My first job straight out of college I was in sales. I sold dictation equipment for Lanier.  It was a grind.  I’d walk the streets of San Francisco — my territory was from the point where Market Street and California Street meet and extended as a triangle all the way to Van Ness.  This was old-fashioned knocking on doors selling.  I had virtually no information about any prospect and would try to find a picture on a desk or trophy on the wall to find something we had in common.  It rarely worked.  How great would it have been to have the LinkedIn profile of the guy I was pitching?  Where he went to school, where he used to work, etc?  Or what connections we had in common!

When I’d stay in the office to cold call, that was it…COLD.  Blindly dialing businesses.  Ouch.

Everyone who has ever worked in sales immediately recognizes this scene from “Glengarry Glen Ross.”

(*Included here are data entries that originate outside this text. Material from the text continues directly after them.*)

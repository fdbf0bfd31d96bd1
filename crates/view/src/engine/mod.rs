// SPDX-License-Identifier: AGPL-3.0-or-later
// Copyright (c) 2025 ReifyDB

//! Computation behind views.
//!
//! A [`ViewEngine`] validates a [`ViewConfig`] against a table schema and returns the
//! [`ViewState`] that renders the table ([`ViewState::compute`]) and turns each applied
//! batch into row changes ([`ViewState::diff`]). [`StandardViewEngine`] ships filters,
//! projections, and group-by aggregation.

mod aggregate;
mod filter;
mod plan;
mod project;

use prism_table::{Schema, TableChange, TableSnapshot};
use prism_type::{Result, Type};
use tracing::debug;

use crate::{Frame, ViewConfig};

pub trait ViewEngine: Send + Sync {
	/// Validates `config` for `table` and builds the state of a new view.
	///
	/// Fails with an invalid view config error for unknown columns, filter operands that
	/// do not fit the column type, and aggregates not applicable to the column type.
	fn prepare(&self, table: &str, schema: &Schema, config: &ViewConfig) -> Result<Box<dyn ViewState>>;
}

pub trait ViewState: Send {
	/// Output columns of every frame this state renders.
	fn layout(&self) -> Vec<(String, Type)>;

	/// Renders the whole table and resets incremental state to `snapshot.version`.
	fn compute(&mut self, snapshot: &TableSnapshot<'_>) -> Result<Frame>;

	/// Incorporates one applied batch and returns the affected output rows.
	fn diff(&mut self, change: &TableChange) -> Result<Changes>;
}

/// Output rows touched by one batch.
#[derive(Debug, Clone, Default, PartialEq)]
pub struct Changes {
	pub upserts: Frame,
	pub removed: Vec<u64>,
}

#[derive(Debug, Default, Clone, Copy)]
pub struct StandardViewEngine;

impl StandardViewEngine {
	pub fn new() -> Self {
		Self
	}
}

impl ViewEngine for StandardViewEngine {
	fn prepare(&self, table: &str, schema: &Schema, config: &ViewConfig) -> Result<Box<dyn ViewState>> {
		let plan = plan::Plan::new(table, schema, config)?;
		debug!(
			"Prepared view on table {} with {} output columns and {} filters",
			table,
			plan.output.len(),
			plan.predicates.len()
		);

		if config.is_aggregated() {
			Ok(Box::new(aggregate::GroupedState::new(plan)))
		} else {
			Ok(Box::new(project::ProjectState::new(plan)))
		}
	}
}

That was sales preparation in those days: here are the leads, now go out there and make some calls and close some sales.

It was a remarkably frustrating and inefficient system.  All I knew about these “leads” was a name, a business and a phone number.

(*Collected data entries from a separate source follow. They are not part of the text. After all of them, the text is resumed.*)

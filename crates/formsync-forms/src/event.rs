//! Raw input events and update triggers.
//!
//! A [`RawEvent`] is the host's report of what happened on a control: the
//! control's input type, its current raw value and its checked flag. The
//! engine never interprets it directly; [`normalize_incoming`] turns it into a
//! semantic value.
//!
//! [`normalize_incoming`]: crate::normalize::normalize_incoming

use std::fmt;

use serde::{Deserialize, Serialize};

/// The closed set of input kinds the normalizer distinguishes.
#[derive(Debug, Clone, Copy, Default, PartialEq, Eq, Hash, Serialize, Deserialize)]
#[serde(rename_all = "lowercase")]
pub enum InputType {
    /// Any text-like `<input>` (text, email, password, ...).
    #[default]
    Text,
    /// `<input type="checkbox">`.
    Checkbox,
    /// `<input type="radio">`.
    Radio,
    /// `<select>`.
    Select,
    /// `<textarea>`.
    Textarea,
}

impl InputType {
    /// Maps a DOM `type` attribute to an input kind.
    ///
    /// Unknown types behave like text inputs, as browsers do.
    pub fn from_dom(type_attr: &str) -> Self {
        match type_attr.trim().to_ascii_lowercase().as_str() {
            "checkbox" => Self::Checkbox,
            "radio" => Self::Radio,
            "select" | "select-one" => Self::Select,
            "textarea" => Self::Textarea,
            _ => Self::Text,
        }
    }

    /// Returns the lowercase name of this kind.
    pub const fn as_str(self) -> &'static str {
        match self {
            Self::Text => "text",
            Self::Checkbox => "checkbox",
            Self::Radio => "radio",
            Self::Select => "select",
            Self::Textarea => "textarea",
        }
    }

    /// Returns `true` for kinds whose value depends on a checked flag.
    pub const fn is_checkable(self) -> bool {
        matches!(self, Self::Checkbox | Self::Radio)
    }
}

impl fmt::Display for InputType {
    fn fmt(&self, f: &mut fmt::Formatter<'_>) -> fmt::Result {
        f.write_str(self.as_str())
    }
}

/// The control that produced an event.
#[derive(Debug, Clone, Default, PartialEq, Eq, Serialize, Deserialize)]
pub struct EventTarget {
    /// The control's reported input type, if the host knows it.
    pub input_type: Option<InputType>,
    /// The control's raw value attribute.
    pub value: Option<String>,
    /// The control's checked flag (meaningful for checkboxes and radios).
    pub checked: bool,
}

/// A raw change, focus or blur event as delivered by the host.
#[derive(Debug, Clone, Default, PartialEq, Eq, Serialize, Deserialize)]
pub struct RawEvent {
    /// The control the event originated from.
    pub target: EventTarget,
}

impl RawEvent {
    /// An event carrying no target information.
    pub fn blank() -> Self {
        Self::default()
    }

    /// An event from a text-like input holding `value`.
    pub fn input(value: impl Into<String>) -> Self {
        Self {
            target: EventTarget {
                input_type: Some(InputType::Text),
                value: Some(value.into()),
                checked: false,
            },
        }
    }

    /// An event from a checkbox whose "on" value is `value`.
    pub fn checkbox(value: impl Into<String>, checked: bool) -> Self {
        Self {
            target: EventTarget {
                input_type: Some(InputType::Checkbox),
                value: Some(value.into()),
                checked,
            },
        }
    }

    /// An event from a radio button whose value is `value`.
    pub fn radio(value: impl Into<String>, checked: bool) -> Self {
        Self {
            target: EventTarget {
                input_type: Some(InputType::Radio),
                value: Some(value.into()),
                checked,
            },
        }
    }

    /// An event whose target does not report its input type.
    pub fn untyped(value: impl Into<String>, checked: bool) -> Self {
        Self {
            target: EventTarget {
                input_type: None,
                value: Some(value.into()),
                checked,
            },
        }
    }
}

/// What caused a field update. Passed to the per-field and per-form hooks.
#[derive(Debug, Clone, PartialEq, Eq)]
pub enum FieldTrigger {
    /// The user changed the control's value.
    Change(RawEvent),
    /// The control gained focus.
    Focus(RawEvent),
    /// The control lost focus.
    Blur(RawEvent),
    /// The field's configuration changed its `value` or `checked` prop.
    PropsChanged,
}

impl FieldTrigger {
    /// Returns the underlying raw event, if the trigger came from the host.
    pub const fn event(&self) -> Option<&RawEvent> {
        match self {
            Self::Change(e) | Self::Focus(e) | Self::Blur(e) => Some(e),
            Self::PropsChanged => None,
        }
    }

    /// Returns `true` if this trigger is a user value change.
    pub const fn is_change(&self) -> bool {
        matches!(self, Self::Change(_))
    }
}

#[cfg(test)]
mod tests {
    use super::*;

    #[test]
    fn test_input_type_from_dom() {
        assert_eq!(InputType::from_dom("checkbox"), InputType::Checkbox);
        assert_eq!(InputType::from_dom("RADIO"), InputType::Radio);
        assert_eq!(InputType::from_dom("select-one"), InputType::Select);
        assert_eq!(InputType::from_dom("email"), InputType::Text);
        assert_eq!(InputType::from_dom(""), InputType::Text);
    }

    #[test]
    fn test_input_type_display() {
        assert_eq!(InputType::Textarea.to_string(), "textarea");
        assert!(InputType::Checkbox.is_checkable());
        assert!(!InputType::Select.is_checkable());
    }

    #[test]
    fn test_raw_event_constructors() {
        let e = RawEvent::checkbox("yes", true);
        assert_eq!(e.target.input_type, Some(InputType::Checkbox));
        assert_eq!(e.target.value.as_deref(), Some("yes"));
        assert!(e.target.checked);

        assert_eq!(RawEvent::blank().target.value, None);
        assert_eq!(RawEvent::untyped("x", false).target.input_type, None);
    }

    #[test]
    fn test_trigger_event_access() {
        let t = FieldTrigger::Change(RawEvent::input("a"));
        assert!(t.is_change());
        assert_eq!(t.event(), Some(&RawEvent::input("a")));
        assert_eq!(FieldTrigger::PropsChanged.event(), None);
    }
}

This has begun to change dramatically in recent years.  A number of cloud-based software packages have emerged that significantly increase the amount of data a salesperson can access from almost anywhere about customers and potentials customers.

Knowing more about my leads, as I do today…boom!  Success.  And I don’t need to be in the office tied to some proprietary database to do this…it’s all in the cloud.  I’d rather do it from home in my pajamas anyway, and now I can.

Salesmen are now armed with enormous amounts of information.  They have access to prior purchases with the company (great for upsells, renewals, etc), complaints from the customers (Zendesk), and basically every interaction anybody in the company has ever had with a prospect or existing customer (Salesforce).

They also have the ability to work from anywhere, 24/7, and appear as professional as if they were sitting in their office, thanks to all the cloud-based information and tools.

My frustrating experiences in sales informed a lot of the product decisions we made early on in designing our company’s teleconferencing product: UberConference. UberConference makes great sales calls possible in four ways:

1. We make it easy for a potential customer to get on a call (no PINs).  The easiest way to lose a potential customer is to provide them with even the smallest barrier to communicating with me.  PINs are a potential barrier.  That’s why I insisted we not require them in UberConference.
2. You won’t waste everybody’s first 15 minutes figuring out who just joined the call (visual).  We provide on-screen updates so you know who is there as soon as they sign on.  No need to reintroduce yourself each time a new caller signs on.
3. You know who’s talking at any point: is it the IT guy or the finance guy? That may not only be helpful to know, it could be critical in closing a sale.
4. You get a rich UberProfile on each caller.  You can see their LinkedIn, Twitter, Facebook, Google+ accounts and get an idea of who the person is to whom you are speaking.  This could prove to be crucial in the trust-building phase of a sales relationship.  The more you know and understand about your customer, the better you can serve them… and sell to them.

I lasted only one year in sales.  I realized it was too hard for me so I went back to school to get my MBA and then to law school to hide for a longer time.   Had I had these tools I may have stayed in sales.  Thank God they didn’t have them back then!